2. The RFID reader module of claim 1, wherein the reader module data connection comprises a wireless data transmitter or transceiver.

3. The RFID reader module of claim 2, wherein the wireless data transmitter or transceiver comprises a bluetooth device.

4. The RFID reader module of claim 1, wherein the reader module interface is adapted for releasable and repeatable engagement with a nozzle interface of a die head of the placement machine.

5. The RFID reader module of claim 1, wherein the energy storage portion comprises a rechargeable battery.

6. The RFID reader module of any of claims 1-4, wherein the power source comprises an energy harvester.
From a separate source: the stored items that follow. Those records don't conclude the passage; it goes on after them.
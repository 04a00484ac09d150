//! Run summary: what was produced, what failed, and how many recoverable
//! conditions were absorbed along the way.

use std::collections::BTreeMap;

use carg_model::{IssueKind, IssueLedger};
use serde::{Deserialize, Serialize};
use sha2::{Digest, Sha256};

/// Last stage a declared layer reached.
#[derive(Debug, Clone, Copy, PartialEq, Eq, PartialOrd, Ord, Serialize, Deserialize)]
#[serde(rename_all = "snake_case")]
pub enum LayerStage {
    NotLoaded,
    Loaded,
    DomainMapped,
    Standardized,
    Merged,
    Validated,
    Emitted,
}

#[derive(Debug, Clone, PartialEq, Eq, Serialize, Deserialize)]
#[serde(tag = "status", rename_all = "snake_case")]
pub enum LayerOutcome {
    Emitted { location: String },
    Failed { reason: String },
}

impl LayerOutcome {
    pub fn is_failed(&self) -> bool {
        matches!(self, Self::Failed { .. })
    }
}

/// One declared CARG input layer.
#[derive(Debug, Clone, PartialEq, Eq, Serialize, Deserialize)]
pub struct LayerSummary {
    pub layer: String,
    pub output: String,
    /// Dataset layer the records were read from.
    pub source: Option<String>,
    pub records_read: usize,
    pub stage: LayerStage,
    pub outcome: LayerOutcome,
}

/// One of the seven deliverables.
#[derive(Debug, Clone, PartialEq, Eq, Serialize, Deserialize)]
pub struct OutputSummary {
    pub name: String,
    pub contributors: Vec<String>,
    pub records: usize,
    /// Records left out because they had no geometry.
    pub dropped: usize,
    pub issues: usize,
    pub outcome: LayerOutcome,
}

#[derive(Debug, Clone, Default, PartialEq, Eq, Serialize, Deserialize)]
pub struct AnomalyCounts {
    pub unmapped_codes: usize,
    pub encoding_repairs: usize,
    pub unparseable_values: usize,
    pub truncated_values: usize,
    pub defaulted_fields: usize,
    pub inherited_sheet: usize,
    pub unmatched_join_keys: usize,
}

#[derive(Debug, Clone, PartialEq, Eq, Serialize, Deserialize)]
pub struct RunSummary {
    pub generated_at: String,
    pub source: String,
    pub output: String,
    pub sheet: String,
    pub ring_convention: String,
    pub layers: Vec<LayerSummary>,
    pub outputs: Vec<OutputSummary>,
    pub issues_by_kind: BTreeMap<IssueKind, usize>,
    pub total_issues: usize,
    pub issue_reports: Vec<String>,
    /// Domain tables that could not be found, each listed once.
    pub missing_tables: Vec<String>,
    pub missing_auxiliary: Vec<String>,
    pub anomalies: AnomalyCounts,
    /// SHA-256 of the issue ledger; equal for identical input.
    pub ledger_digest: String,
}

impl RunSummary {
    pub fn has_failures(&self) -> bool {
        self.outputs.iter().any(|output| output.outcome.is_failed())
            || self.layers.iter().any(|layer| layer.outcome.is_failed())
    }

    pub fn emitted(&self) -> usize {
        self.outputs
            .iter()
            .filter(|output| !output.outcome.is_failed())
            .count()
    }

    pub fn output(&self, name: &str) -> Option<&OutputSummary> {
        self.outputs.iter().find(|output| output.name == name)
    }

    pub fn layer(&self, id: &str) -> Option<&LayerSummary> {
        self.layers.iter().find(|layer| layer.layer == id)
    }
}

/// Hex SHA-256 over the ledger rows in ledger order.
pub fn ledger_digest(ledger: &IssueLedger) -> String {
    let mut hasher = Sha256::new();
    for issue in ledger {
        for part in [
            issue.sheet.as_str(),
            issue.layer.as_str(),
            issue.feature_id.as_str(),
            issue.kind.label(),
            issue.detail.as_str(),
        ] {
            hasher.update(part.as_bytes());
            hasher.update([0x1f]);
        }
        hasher.update([b'\n']);
    }
    hex::encode(hasher.finalize())
}
//! Boundaries between the pipeline and the datasets it reads and writes.

use anyhow::Result;
use carg_model::{AttributeTable, FeatureRecord, IssueLedger, OutputLayer};

use crate::summary::RunSummary;

/// A dataset holding CARG layers and the auxiliary attribute tables.
pub trait LayerSource {
    /// Human-readable location, for logs and the summary.
    fn describe(&self) -> String;

    /// Name of the dataset layer matching one of `patterns`, if any.
    fn find_layer(&self, patterns: &[&str]) -> Option<String>;

    /// Reads `layer`, tagging every record with `layer_id` and its position.
    fn read_layer(&self, layer: &str, layer_id: &str) -> Result<Vec<FeatureRecord>>;

    /// Reads a geometry-less table; `Ok(None)` when the dataset has none by that name.
    fn read_table(&self, name: &str) -> Result<Option<AttributeTable>>;
}

/// Destination of a run. Each method returns the location it wrote to.
pub trait LayerSink {
    fn location(&self) -> String;

    fn write_layer(&mut self, layer: &OutputLayer) -> Result<String>;

    /// Writes one report per sheet in the ledger.
    fn write_issue_reports(&mut self, ledger: &IssueLedger) -> Result<Vec<String>>;

    fn write_summary(&mut self, summary: &RunSummary) -> Result<String>;
}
7. The RFID reader module of claim 6, wherein the energy collector is adapted to collect kinetic energy during movement or vibration of the RFID reader module.

8. The RFID reader module of claim 6, wherein the energy storage includes a capacitance.

9. An RFID system for a chip mounter, comprising:

the RFID reader module of claim 1; and

a docking module positionable in the chip mounter and including a docking portion for receiving and storing the RFID reader module.

10. The RFID system of claim 9, wherein an upper portion of the docking portion is open to allow the RFID reader module to be positioned in the docking portion by a chip head of the chip mounter.

11. The RFID system of claim 9, wherein the docking module includes a charging interface for providing electrical energy to the energy storage.

12. The RFID system of claim 9, wherein the docking module includes a data receiver for receiving data from the reader module data receiver.

13. A chip mounter comprising an RFID system according to any of claims 9 to 12.

14. The placement machine of claim 13 including a placement head having a nozzle interface adapted for releasable and repeatable engagement with a nozzle;

wherein the reader module interface is adapted for releasable and repeatable engagement with the nozzle interface.